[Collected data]

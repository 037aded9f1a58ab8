use crate::{data, render, render_loop, settings, shader};
use render::{Buffer, Context, Problem, VertexArrayObject, VertexBufferLayout};
use render_loop::Renderer;
use settings::Settings;
use shader::Shader;

use glow::HasContext;
use std::rc::Rc;

pub const POSITION_ATTRIBUTE: &str = "aPos";
pub const COLOR_ATTRIBUTE: &str = "aColor";

pub struct Triangle {
    context: Context,
    clear_color: [f32; 4],

    // Drop order: the vertex array goes before the buffer it references.
    vertex_array: VertexArrayObject,
    #[allow(unused)]
    vertex_buffer: Buffer,
    // Without a program the triangle only clears the screen.
    shader: Option<Shader>,
}

impl Triangle {
    pub fn new(context: &Context, settings: &Settings) -> Result<Self, Problem> {
        let shader = shader::report_failure(Shader::new(context, &settings.shaders));

        let vertices = data::triangle_floats();
        log::debug!("Uploading {} vertex floats", vertices.len());

        let vertex_buffer =
            Buffer::from_f32(context, vertices, glow::ARRAY_BUFFER, glow::STATIC_DRAW)?;
        let vertex_array = match shader.as_ref() {
            Some(shader) => VertexArrayObject::new(
                context,
                shader.program(),
                &vertex_layout(&vertex_buffer),
            )?,
            None => VertexArrayObject::empty(context)?,
        };

        if settings.wireframe {
            log::info!("Drawing in wireframe mode");
            unsafe {
                context.polygon_mode(glow::FRONT_AND_BACK, glow::LINE);
            }
        }

        Ok(Self {
            context: Rc::clone(context),
            clear_color: settings.clear_color,
            vertex_array,
            vertex_buffer,
            shader,
        })
    }
}

fn vertex_layout(buffer: &Buffer) -> [(&Buffer, VertexBufferLayout); 2] {
    [
        (
            buffer,
            VertexBufferLayout {
                name: POSITION_ATTRIBUTE,
                size: data::POSITION_COMPONENTS,
                type_: glow::FLOAT,
                stride: data::VERTEX_STRIDE,
                offset: data::POSITION_OFFSET,
            },
        ),
        (
            buffer,
            VertexBufferLayout {
                name: COLOR_ATTRIBUTE,
                size: data::COLOR_COMPONENTS,
                type_: glow::FLOAT,
                stride: data::VERTEX_STRIDE,
                offset: data::COLOR_OFFSET,
            },
        ),
    ]
}

impl Renderer for Triangle {
    fn resize(&mut self, width: u32, height: u32) {
        unsafe {
            self.context.viewport(0, 0, width as i32, height as i32);
        }
    }

    fn draw(&mut self) {
        let [r, g, b, a] = self.clear_color;

        unsafe {
            self.context.clear_color(r, g, b, a);
            self.context.clear(glow::COLOR_BUFFER_BIT);

            if let Some(shader) = self.shader.as_ref() {
                shader.activate();
                self.vertex_array.bind();
                self.context
                    .draw_arrays(glow::TRIANGLES, 0, data::TRIANGLE_VERTICES.len() as i32);
            }
        }
    }
}

impl Drop for Triangle {
    fn drop(&mut self) {
        log::debug!("Deleting the triangle's vertex array and buffer");
    }
}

#### [GOAL OF THE EXERCISE]
State how many lines of the entries include the string "Problem", with nothing besides the number.

#### [WRITTEN SOLUTION]
2